Lately, the TCU baseball coach has been wondering more than usual. His team lost for the seventh time in eight games Saturday, this time a 15-2 whipping in Game 2 of a Big 12 series against Baylor.
Budding ace Chuck King lasted only 2 1/3 innings. Baylor racked up 15 hits, one off the scoreboard in left field. The Frogs tacked two more errors to an unseemly total of 12 in five games. Right fielder Hunter Wolfe is probably done for the year with a broken ankle, suffered going for a ball at the fence.
At least there’s a game the next day. Right?
Schlossnagle offered a wry smile. “I always wonder if the sun’s going to come up. And it always does.
“Again I’ll question it. We’ll see.”
If it doesn’t, Schlossnagle might willingly take the blame. The veteran coach in his 16th season, approaching 700 victories leading the Horned Frogs, puts himself at the front of the list for the season’s shortcomings.
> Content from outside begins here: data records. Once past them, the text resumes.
use std::collections::HashMap;

/// Fixed weights used to build the signal tables for one run
///
/// Staff positions are looked up by their exact display string. Genre and
/// recommendation weights follow a linear schedule by position on the page.
#[derive(Debug, Clone)]
pub struct SignalWeights {
    pub main_voice_actor: f64,
    pub other_voice_actor: f64,
    pub staff_positions: HashMap<String, f64>,
    pub genre_initial: f64,
    pub genre_decrement: f64,
    pub rec_initial: f64,
    pub rec_decrement: f64,
    pub rec_floor: f64,
}

/// Character role that earns the higher voice actor weight
pub const MAIN_ROLE: &str = "Main";

impl Default for SignalWeights {
    fn default() -> Self {
        let staff_positions = [
            ("Original Creator", 36.0),
            ("Director", 28.0),
            ("Music", 18.0),
            ("Script", 18.0),
            ("Series Composition", 18.0),
            ("Animation Director", 12.0),
            ("Chief Animation Director", 12.0),
            ("Character Design", 12.0),
            ("Original Character Design", 12.0),
        ]
        .into_iter()
        .map(|(position, weight)| (position.to_string(), weight))
        .collect();

        Self {
            main_voice_actor: 2.0,
            other_voice_actor: 0.5,
            staff_positions,
            genre_initial: 16.0,
            genre_decrement: 0.0,
            rec_initial: 80.0,
            rec_decrement: 5.0,
            rec_floor: 0.0,
        }
    }
}

impl SignalWeights {
    /// Weight for a voice actor given the role of the character they play
    pub fn voice_actor_weight(&self, character_role: &str) -> f64 {
        if character_role == MAIN_ROLE {
            self.main_voice_actor
        } else {
            self.other_voice_actor
        }
    }

    /// Weight for a single crew position, `None` for positions that carry no signal
    pub fn position_weight(&self, position: &str) -> Option<f64> {
        self.staff_positions.get(position).copied()
    }

    /// Weight of the genre listed at `index` (0-based)
    pub fn genre_weight(&self, index: usize) -> f64 {
        self.genre_initial - self.genre_decrement * index as f64
    }

    /// Weight of the recommendation listed at `index` (0-based), never below the floor
    pub fn rec_weight(&self, index: usize) -> f64 {
        (self.rec_initial - self.rec_decrement * index as f64).max(self.rec_floor)
    }
}
use crate::{
    error::{AppError, AppResult},
    models::User,
    services::catalog::{extract, PageSource, Selectors},
};

/// Rows per page of the "recently updated by" listing
pub const PAGE_SIZE: usize = 75;

/// Score cell shown for users who have not scored the series
pub const NO_SCORE: &str = "-";

/// Returns the `count` most recent users to update `series_url` with a score
///
/// Pages through the listing in order, skipping unscored entries. Fails with
/// `PageUnavailable` if a page cannot be fetched or the listing runs out
/// before enough users are found.
pub async fn last_updated_users(
    source: &dyn PageSource,
    selectors: &Selectors,
    base_url: &str,
    series_url: &str,
    count: usize,
) -> AppResult<Vec<User>> {
    let mut users = Vec::with_capacity(count);
    let mut page = 0;

    while users.len() < count {
        let url = format!("{}/stats?m=all&show={}", series_url, page * PAGE_SIZE);
        let html = source.fetch_page(&url).await?;
        let listing = extract::recent_users(&html, selectors);

        if listing.row_count == 0 {
            tracing::warn!(
                url = %url,
                found = users.len(),
                wanted = count,
                "Recently updated listing exhausted"
            );
            return Err(AppError::page_unavailable(
                &url,
                format!("listing exhausted after {} of {} users", users.len(), count),
            ));
        }

        let qualifying = listing
            .users
            .into_iter()
            .filter(|row| row.score != NO_SCORE)
            .take(count - users.len())
            .map(|row| User::new(base_url, row.username));
        users.extend(qualifying);

        tracing::debug!(page, collected = users.len(), wanted = count, "Scanned user listing page");
        page += 1;
    }

    tracing::info!(users = users.len(), pages = page, "Sampled recently updated users");

    Ok(users)
}
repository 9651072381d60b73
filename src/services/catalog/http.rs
//! Catalog page source over plain HTTP
//!
//! Fetches pages with a shared `reqwest` client. Transient failures (HTTP 429,
//! 5xx, timeouts and connection errors) are retried with exponential backoff;
//! anything else, or running out of attempts, becomes `PageUnavailable`.

use crate::{
    config::Config,
    error::{AppError, AppResult},
    services::catalog::PageSource,
};
use reqwest::{Client as HttpClient, StatusCode};
use std::time::Duration;

#[derive(Clone)]
pub struct HttpPageSource {
    http_client: HttpClient,
    max_attempts: u32,
    retry_base: Duration,
}

impl HttpPageSource {
    /// Creates a page source with its own connection pool
    pub fn new(
        user_agent: &str,
        timeout: Duration,
        max_attempts: u32,
        retry_base: Duration,
    ) -> AppResult<Self> {
        let http_client = HttpClient::builder()
            .user_agent(user_agent)
            .timeout(timeout)
            .build()?;

        Ok(Self {
            http_client,
            max_attempts: max_attempts.max(1),
            retry_base,
        })
    }

    pub fn from_config(config: &Config) -> AppResult<Self> {
        Self::new(
            &config.user_agent,
            Duration::from_secs(config.fetch_timeout_secs),
            config.fetch_max_attempts,
            Duration::from_millis(config.fetch_retry_base_ms),
        )
    }

    fn is_transient_status(status: StatusCode) -> bool {
        status == StatusCode::TOO_MANY_REQUESTS || status.is_server_error()
    }

    fn is_transient_error(error: &reqwest::Error) -> bool {
        error.is_timeout() || error.is_connect()
    }

    fn backoff(&self, attempt: u32) -> Duration {
        self.retry_base * 2u32.saturating_pow(attempt)
    }
}

#[async_trait::async_trait]
impl PageSource for HttpPageSource {
    async fn fetch_page(&self, url: &str) -> AppResult<String> {
        let mut attempt = 0;

        loop {
            attempt += 1;
            let retries_left = attempt < self.max_attempts;

            match self.http_client.get(url).send().await {
                Ok(response) if response.status().is_success() => {
                    let body = response
                        .text()
                        .await
                        .map_err(|e| AppError::page_unavailable(url, e))?;

                    tracing::debug!(url = %url, bytes = body.len(), attempt, "Fetched page");

                    return Ok(body);
                }
                Ok(response) => {
                    let status = response.status();
                    if retries_left && Self::is_transient_status(status) {
                        let backoff = self.backoff(attempt - 1);
                        tracing::warn!(
                            url = %url,
                            status = %status,
                            attempt,
                            backoff_ms = backoff.as_millis() as u64,
                            "Transient status from catalog, retrying after backoff"
                        );
                        tokio::time::sleep(backoff).await;
                        continue;
                    }

                    tracing::error!(
                        url = %url,
                        status = %status,
                        attempt,
                        "Catalog request failed"
                    );
                    return Err(AppError::page_unavailable(url, format!("status {}", status)));
                }
                Err(e) => {
                    if retries_left && Self::is_transient_error(&e) {
                        let backoff = self.backoff(attempt - 1);
                        tracing::warn!(
                            url = %url,
                            error = %e,
                            attempt,
                            backoff_ms = backoff.as_millis() as u64,
                            "Catalog request error, retrying after backoff"
                        );
                        tokio::time::sleep(backoff).await;
                        continue;
                    }

                    tracing::error!(url = %url, error = %e, attempt, "Catalog request failed");
                    return Err(AppError::page_unavailable(url, e));
                }
            }
        }
    }

    fn name(&self) -> &'static str {
        "http"
    }
}
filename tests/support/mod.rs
#![allow(dead_code)]

use std::collections::HashMap;
use std::sync::{Arc, Mutex};

use watchthis::{
    error::{AppError, AppResult},
    models::SignalWeights,
    services::{
        catalog::{PageSource, Selectors},
        Recommender,
    },
};

pub const BASE: &str = "https://myanimelist.net";
pub const SERIES_PATH: &str = "/anime/457/Mushishi";

pub fn series_url() -> String {
    format!("{}{}", BASE, SERIES_PATH)
}

/// Catalog pages served from memory, with a log of every URL requested
#[derive(Default)]
pub struct FakeCatalog {
    pages: HashMap<String, String>,
    requested: Mutex<Vec<String>>,
}

impl FakeCatalog {
    pub fn with_page(mut self, url: impl Into<String>, html: String) -> Self {
        self.pages.insert(url.into(), html);
        self
    }

    pub fn requested(&self) -> Vec<String> {
        self.requested.lock().unwrap().clone()
    }

    pub fn was_requested(&self, url: &str) -> bool {
        self.requested.lock().unwrap().iter().any(|u| u == url)
    }
}

#[async_trait::async_trait]
impl PageSource for FakeCatalog {
    async fn fetch_page(&self, url: &str) -> AppResult<String> {
        self.requested.lock().unwrap().push(url.to_string());
        tokio::task::yield_now().await;
        self.pages
            .get(url)
            .cloned()
            .ok_or_else(|| AppError::page_unavailable(url, "status 404"))
    }

    fn name(&self) -> &'static str {
        "fake"
    }
}

pub fn recommender(catalog: Arc<FakeCatalog>, max_concurrency: usize) -> Recommender {
    Recommender::new(
        catalog,
        Selectors::catalog_defaults().unwrap(),
        SignalWeights::default(),
        BASE.to_string(),
        max_concurrency,
    )
}

/// Series page in the characters & staff layout
pub fn series_page(title: &str, path: &str, genres: &[&str], staff: &[(&str, &str)]) -> String {
    let genre_links: Vec<String> = genres
        .iter()
        .enumerate()
        .map(|(i, g)| format!(r#"<a href="/anime/genre/{}">{}</a>"#, i + 1, g))
        .collect();
    let staff_rows: String = staff
        .iter()
        .map(|(name, positions)| {
            format!(
                r#"<tr><td><img src="p.jpg"></td><td><a href="/people/1">{}</a><br><small>{}</small></td></tr>"#,
                name, positions
            )
        })
        .collect();

    format!(
        r#"<html><body>
<div id="contentWrapper">
  <div><h1><span>{title}</span></h1></div>
  <div id="content">
    <table><tbody><tr>
      <td class="borderClass"><div>
        <div><span>Type:</span> <a href="/type/tv">TV</a></div>
        <div><span>Genres:</span> {genres}</div>
      </div></td>
      <td>
        <div id="horiznav_nav"><ul>
          <li><a href="{path}">Details</a></li>
          <li><a href="{path}/characters">Characters &amp; Staff</a></li>
        </ul></div>
        <div class="js-scrollfix-bottom-rel"><table><tbody>{staff}</tbody></table></div>
      </td>
    </tr></tbody></table>
  </div>
</div>
</body></html>"#,
        title = title,
        genres = genre_links.join(", "),
        path = path,
        staff = staff_rows,
    )
}

/// "Recently updated by" listing with `(username, score)` rows
pub fn stats_page(rows: &[(&str, &str)]) -> String {
    let body: String = rows
        .iter()
        .map(|(name, score)| {
            format!(
                r#"<tr><td class="borderClass di-t w100"><div class="di-tc va-m al pl4"><a href="/profile/{0}">{0}</a></div></td><td class="borderClass ac">{1}</td><td>Completed</td></tr>"#,
                name, score
            )
        })
        .collect();
    format!(
        r#"<html><body><table class="table-recently-updated"><tbody><tr><td>Member</td><td>Score</td><td>Status</td></tr>{}</tbody></table></body></html>"#,
        body
    )
}

/// "Users also recommend" page listing `titles` in order
pub fn recommendations_page(titles: &[&str]) -> String {
    let cells: String = titles
        .iter()
        .map(|title| {
            format!(
                r#"<div class="borderClass"><table><tbody><tr><td valign="top"><img src="r.jpg"></td><td valign="top"><div><a href="/edit">Recommend</a></div><div style="margin-bottom: 2px;"><a href="/anime/1"><strong>{}</strong></a></div></td></tr></tbody></table></div>"#,
                title
            )
        })
        .collect();
    format!(
        r#"<html><body><div id="content"><table><tbody><tr><td class="borderClass">sidebar</td><td><div class="js-scrollfix-bottom-rel">{}</div></td></tr></tbody></table></div></body></html>"#,
        cells
    )
}

/// Completed list in the legacy anchor layout, `(title, path)` per row
pub fn list_page(series: &[(&str, &str)]) -> String {
    let rows: String = series
        .iter()
        .map(|(title, path)| {
            format!(
                r#"<tr><td class="data title"><a class="animetitle" href="{}"><span>{}</span></a></td></tr>"#,
                path, title
            )
        })
        .collect();
    format!("<html><body><table><tbody>{}</tbody></table></body></html>", rows)
}

pub fn list_url(username: &str) -> String {
    format!("{}/animelist/{}?status=2", BASE, username)
}

pub const MUSHISHI: (&str, &str) = ("Mushishi", SERIES_PATH);
pub const NATSUME: (&str, &str) = ("Natsume Yuujinchou", "/anime/4081/Natsume_Yuujinchou");
pub const KINO: (&str, &str) = ("Kino no Tabi", "/anime/486/Kino_no_Tabi");
pub const HAIBANE: (&str, &str) = ("Haibane Renmei", "/anime/387/Haibane_Renmei");
pub const ARIA: (&str, &str) = ("Aria the Animation", "/anime/477/Aria_the_Animation");

/// Ten users who all finished Mushishi
///
/// Natsume is on six lists, shares a genre and is the site's top
/// recommendation. Kino is on five lists and shares nothing. Haibane is on
/// four lists but its page is missing. Aria is on two lists.
pub fn mushishi_catalog() -> FakeCatalog {
    let series = series_url();
    let mut rows: Vec<(String, &str)> = (0..10).map(|i| (format!("user{}", i), "9")).collect();
    rows.insert(3, ("lurker".to_string(), "-"));
    let rows: Vec<(&str, &str)> = rows.iter().map(|(n, s)| (n.as_str(), *s)).collect();

    let mut catalog = FakeCatalog::default()
        .with_page(
            series.clone(),
            series_page("Mushishi", SERIES_PATH, &["Adventure", "Mystery"], &[]),
        )
        .with_page(
            format!("{}/characters", series),
            series_page(
                "Mushishi",
                SERIES_PATH,
                &["Adventure", "Mystery"],
                &[("Nagahama, Hiroshi", "Director, Series Composition")],
            ),
        )
        .with_page(format!("{}/stats?m=all&show=0", series), stats_page(&rows))
        .with_page(
            format!("{}/userrecs", series),
            recommendations_page(&["Natsume Yuujinchou", "Aria the Animation"]),
        )
        .with_page(
            format!("{}{}/characters", BASE, NATSUME.1),
            series_page(
                "Natsume Yuujinchou",
                NATSUME.1,
                &["Mystery", "Shoujo"],
                &[("Omori, Takahiro", "Director")],
            ),
        )
        .with_page(
            format!("{}{}/characters", BASE, KINO.1),
            series_page("Kino no Tabi", KINO.1, &["Action"], &[("Nakamura, Ryutaro", "Director")]),
        );

    for i in 0..10 {
        let mut list = vec![MUSHISHI];
        if i < 6 {
            list.push(NATSUME);
        }
        if i >= 5 {
            list.push(KINO);
        }
        if i % 2 == 0 && i < 8 {
            list.push(HAIBANE);
        }
        if i < 2 {
            list.push(ARIA);
        }
        catalog = catalog.with_page(list_url(&format!("user{}", i)), list_page(&list));
    }

    catalog
}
“We’ve set some standards about a level of play here,” he said. “There’s some people in that group that are part of setting those standards, and we’re failing to meet those standards. And that’s not them. That’s us. That’s me. That’s me included. That’s me at the forefront of it. I’m not lowering those standards. It’s not OK. You’re going to be held accountable. I should be held accountable. The assistant coaches have to be held accountable. Everybody gets held accountable. That’s life.”
Quite unpredictable, life. For the Frogs in 2019, it began so promisingly.
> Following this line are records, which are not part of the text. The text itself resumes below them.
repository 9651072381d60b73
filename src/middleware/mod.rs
pub mod request_id;
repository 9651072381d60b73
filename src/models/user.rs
use serde::Serialize;

/// Suffix selecting the "Completed" tab of a user's anime list
const COMPLETED_LIST_QUERY: &str = "?status=2";

/// A catalog user sampled from the "recently updated" listing
#[derive(Debug, Clone, PartialEq, Eq, Serialize)]
pub struct User {
    username: String,
    list_url: String,
}

impl User {
    /// Creates a user whose completed list lives under `base_url`
    pub fn new(base_url: &str, username: String) -> Self {
        let list_url = format!("{}/animelist/{}{}", base_url, username, COMPLETED_LIST_QUERY);
        Self { username, list_url }
    }

    pub fn username(&self) -> &str {
        &self.username
    }

    /// URL of the user's completed-watch list
    pub fn list_url(&self) -> &str {
        &self.list_url
    }
}
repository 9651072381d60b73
use std::collections::{HashMap, HashSet};

use futures::stream::{self, StreamExt};

use crate::{
    error::AppResult,
    models::{Entry, User},
    services::catalog::{
        extract::{self, ListedSeries},
        PageSource, Selectors,
    },
};

/// Candidate pool produced by the aggregation wave
#[derive(Debug, Default)]
pub struct Aggregation {
    /// Every title seen, keyed by title
    pub entries: HashMap<String, Entry>,
    /// Users whose list contributed at least one title
    pub lists_read: usize,
    /// Users whose list could not be fetched
    pub failed_users: usize,
}

impl Aggregation {
    /// Records one sighting of `series`
    fn record(&mut self, series: ListedSeries) {
        match self.entries.get_mut(&series.title) {
            Some(entry) => entry.increment(),
            None => {
                let entry = Entry::new(series.title.clone(), series.url);
                self.entries.insert(series.title, entry);
            }
        }
    }
}

async fn fetch_list(
    source: &dyn PageSource,
    selectors: &Selectors,
    base_url: &str,
    user: &User,
) -> AppResult<Vec<ListedSeries>> {
    let html = source.fetch_page(user.list_url()).await?;
    Ok(extract::listed_series(&html, selectors, base_url))
}

/// Reads every user's completed list and counts how many lists each title is on
///
/// Lists are fetched concurrently, at most `max_concurrency` at a time. Each
/// list is merged into the pool as it arrives by this function alone, so no
/// increment can be lost. A title repeated within one list counts once. A
/// user whose list cannot be fetched is logged and skipped. The reference
/// title is counted like any other.
pub async fn retrieve_series_from_users_lists(
    source: &dyn PageSource,
    selectors: &Selectors,
    base_url: &str,
    users: &[User],
    reference_title: &str,
    max_concurrency: usize,
) -> Aggregation {
    let mut aggregation = Aggregation::default();

    let mut lists = stream::iter(users.iter().cloned())
        .map(|user| async move {
            let result = fetch_list(source, selectors, base_url, &user).await;
            (user, result)
        })
        .buffer_unordered(max_concurrency.max(1));

    while let Some((user, result)) = lists.next().await {
        match result {
            Ok(series) => {
                let has_reference = series.iter().any(|s| s.title == reference_title);
                tracing::debug!(
                    user = %user.username(),
                    titles = series.len(),
                    has_reference,
                    "Read user list"
                );
                if !series.is_empty() {
                    aggregation.lists_read += 1;
                }
                // A title counts once per user, however many rows list it
                let mut seen = HashSet::new();
                for listed in series {
                    if seen.insert(listed.title.clone()) {
                        aggregation.record(listed);
                    }
                }
            }
            Err(e) => {
                tracing::warn!(user = %user.username(), error = %e, "Skipping user list");
                aggregation.failed_users += 1;
            }
        }
    }

    tracing::info!(
        users = users.len(),
        lists_read = aggregation.lists_read,
        failed = aggregation.failed_users,
        candidates = aggregation.entries.len(),
        "Aggregated user lists"
    );

    aggregation
}
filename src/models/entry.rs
use std::cmp::Ordering;

/// A series competing to be recommended
///
/// `counter` is the number of sampled lists the title appeared in. Until
/// [`Entry::normalize`] runs, the popularity contribution to the match value
/// equals the counter.
#[derive(Debug, Clone)]
pub struct Entry {
    title: String,
    url: String,
    counter: u32,
    popularity: f64,
    bonus: f64,
}

impl Entry {
    /// Creates an entry on its first sighting
    pub fn new(title: String, url: String) -> Self {
        Self {
            title,
            url,
            counter: 1,
            popularity: 1.0,
            bonus: 0.0,
        }
    }

    pub fn title(&self) -> &str {
        &self.title
    }

    pub fn url(&self) -> &str {
        &self.url
    }

    pub fn counter(&self) -> u32 {
        self.counter
    }

    pub fn popularity(&self) -> f64 {
        self.popularity
    }

    pub fn bonus(&self) -> f64 {
        self.bonus
    }

    /// Records another sighting of the same title
    pub fn increment(&mut self) {
        self.counter += 1;
        self.popularity = f64::from(self.counter);
    }

    /// Rescales the popularity contribution by the sample's adjusting factor.
    /// The raw counter is left untouched.
    pub fn normalize(&mut self, adjusting_factor: f64) {
        self.popularity = f64::from(self.counter) * adjusting_factor;
    }

    pub fn add_bonus(&mut self, value: f64) {
        self.bonus += value;
    }

    pub fn match_value(&self) -> f64 {
        self.popularity + self.bonus
    }
}

// Ascending by match value. Equal values order by title descending, so a
// reversed sort ranks ties alphabetically.
impl Ord for Entry {
    fn cmp(&self, other: &Self) -> Ordering {
        self.match_value()
            .total_cmp(&other.match_value())
            .then_with(|| other.title.cmp(&self.title))
    }
}

impl PartialOrd for Entry {
    fn partial_cmp(&self, other: &Self) -> Option<Ordering> {
        Some(self.cmp(other))
    }
}

impl PartialEq for Entry {
    fn eq(&self, other: &Self) -> bool {
        self.cmp(other) == Ordering::Equal
    }
}

impl Eq for Entry {}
The team knocked off No. 1 Vanderbilt in the third game, part of a tidy 6-2 start.
Then two-time All-American pitcher Jared Janczak, recovering from two off-season surgeries, got shelled in a 12-2 loss to Rice and went on the shelf.
Promising freshman leadoff hitter Porter Brown suffered a separated shoulder that required season-ending surgery.
Veteran righty Jake Eissler got a shot in the rotation and got bucked out of the saddle.
The bullpen gave away a series against Oklahoma State. And others.
The buzz from an encouraging pair of wins at Oklahoma that got the Frogs to 20-10 and 5-4 in the league on April 7 lasted two days. Since then, the Frogs are 3-8 and 1-4.
And there’s one more game to go against Baylor, a veteran team with a tough lineup led by the Big 12’s best catcher, Shea Langeliers, who knocked that ball off the scoreboard to drive in three runs and kick off an eight-run third inning.
The Bears have now beaten the Frogs in six straight. Saturday, it was in front of 5,556 on the type of sunglasses-required afternoon that reminds of seemingly long ago, better days for the home team.
“We had a good crowd here today, man,” Schlossnagle said. “If we were having some kind of good season or a good stretch and you hit one of those days — because we’ve certainly had those days with really good teams — I could live with it. But, man. As Coach Parcells said, you are what your record says you are. My dumb rear end still believes that we’re going to play great tomorrow and we’re going to play great on Tuesday and we’re going to go on the road and have a good series at West Virginia next week.”
They’ll get the chance. The sun will come up. That’s a promise.